7. US patent 3,652,442, Electroplating cell including means to agitate the electrolyte in laminar flow. This is the instrument Romankiw invented to allow him to make the magnetic film for thin film head. This cell uses an innovative means to agitate the solution, with a reciprocating paddle, to provide laminar flow agitation with uniform and well controlled diffusion layer thickness. This enables the precise control of the composition of permalloy and other magnetic alloy film in a manufacturing scale. This tool also allows the application of an external magnetic field during electroplating that creates magnetic anisotropy in the film during deposition. The correct orientation of the magnetic easy axis with respect to the magnetic yoke configuration is a critical requirement for fast switching of the magnetization and fast writing.

8. US patent 5,516,412. Vertical Paddle Cell. This is a follow on invention of the previous one, also with a reciprocating paddle for electroplating, but in a vertical configuration, enabling easier and faster loading / unloading of wafers, and also avoiding particle dropping from anode.

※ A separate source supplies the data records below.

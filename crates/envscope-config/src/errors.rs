use std::error::Error;

#[derive(Debug)]
pub enum ConfigError {
    ConfigNotFound { path: String },
    ConfigParseError { message: String },
    InvalidConfiguration { message: String },
    IoError { source: std::io::Error },
}

impl ConfigError {
    /// Error code for programmatic handling.
    pub fn code(&self) -> &'static str {
        match self {
            ConfigError::ConfigNotFound { .. } => "CONFIG_NOT_FOUND",
            ConfigError::ConfigParseError { .. } => "CONFIG_PARSE_ERROR",
            ConfigError::InvalidConfiguration { .. } => "INVALID_CONFIGURATION",
            ConfigError::IoError { .. } => "CONFIG_IO_ERROR",
        }
    }
}

impl std::fmt::Display for ConfigError {
    fn fmt(&self, f: &mut std::fmt::Formatter<'_>) -> std::fmt::Result {
        match self {
            ConfigError::ConfigNotFound { path } => {
                write!(f, "Config file not found at '{}'", path)
            }
            ConfigError::ConfigParseError { message } => {
                write!(f, "Failed to parse config file: {}", message)
            }
            ConfigError::InvalidConfiguration { message } => {
                write!(f, "Invalid configuration: {}", message)
            }
            ConfigError::IoError { source } => {
                write!(f, "IO error reading config: {}", source)
            }
        }
    }
}

impl Error for ConfigError {
    fn source(&self) -> Option<&(dyn Error + 'static)> {
        match self {
            ConfigError::IoError { source } => Some(source),
            _ => None,
        }
    }
}

impl From<std::io::Error> for ConfigError {
    fn from(source: std::io::Error) -> Self {
        ConfigError::IoError { source }
    }
}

9. US patent 4,102,756. Nickel-iron (80:20) alloy thin film electroplating method and electrochemical treatment and plating apparatus. This is the permalloy thin film electroplated using Romankiw's plating cell and process. This alloy has been the material of choice for Disk read-and-write head for decades until the early 2000s.

10. US patent 4,003,768, Method for treating magnetic alloy to increase the magnetic permeability. This is the method of thermal annealing the electroplating permalloy in a magnetic field to further improve the permeability in the easy axis, to further improve the magnetization, magnetic switching, and the writing performance.

In addition to the thin film heads, Luby's inventions also contribute to the controlled collapse chip connection, or the flip chip packaging technology for computer processor, copper interconnects, advanced packaging, thin film solar cell, and on-chip inductive power convertor.

== Awards ==
- The Electrochemical Society Electrodeposition division Research award, 1984
- IEEE Fellow, 1986
- The Electrochemical Society Fellow, 1990
- Society of Chemical Industry Perkin Medal, 1993
- The Electrochemical Society Vittorio De Nora Award, 1994
- IEEE Morris N. Liebmann Memorial Award, 1994.
- The Electrochemical Society honorary member, 2003.
- The National Inventors Hall of Fame inductee, 2012.
- The National Academy of Engineering foreign member, 2014.
- Order of Prince Yaroslav the Wise, 2020.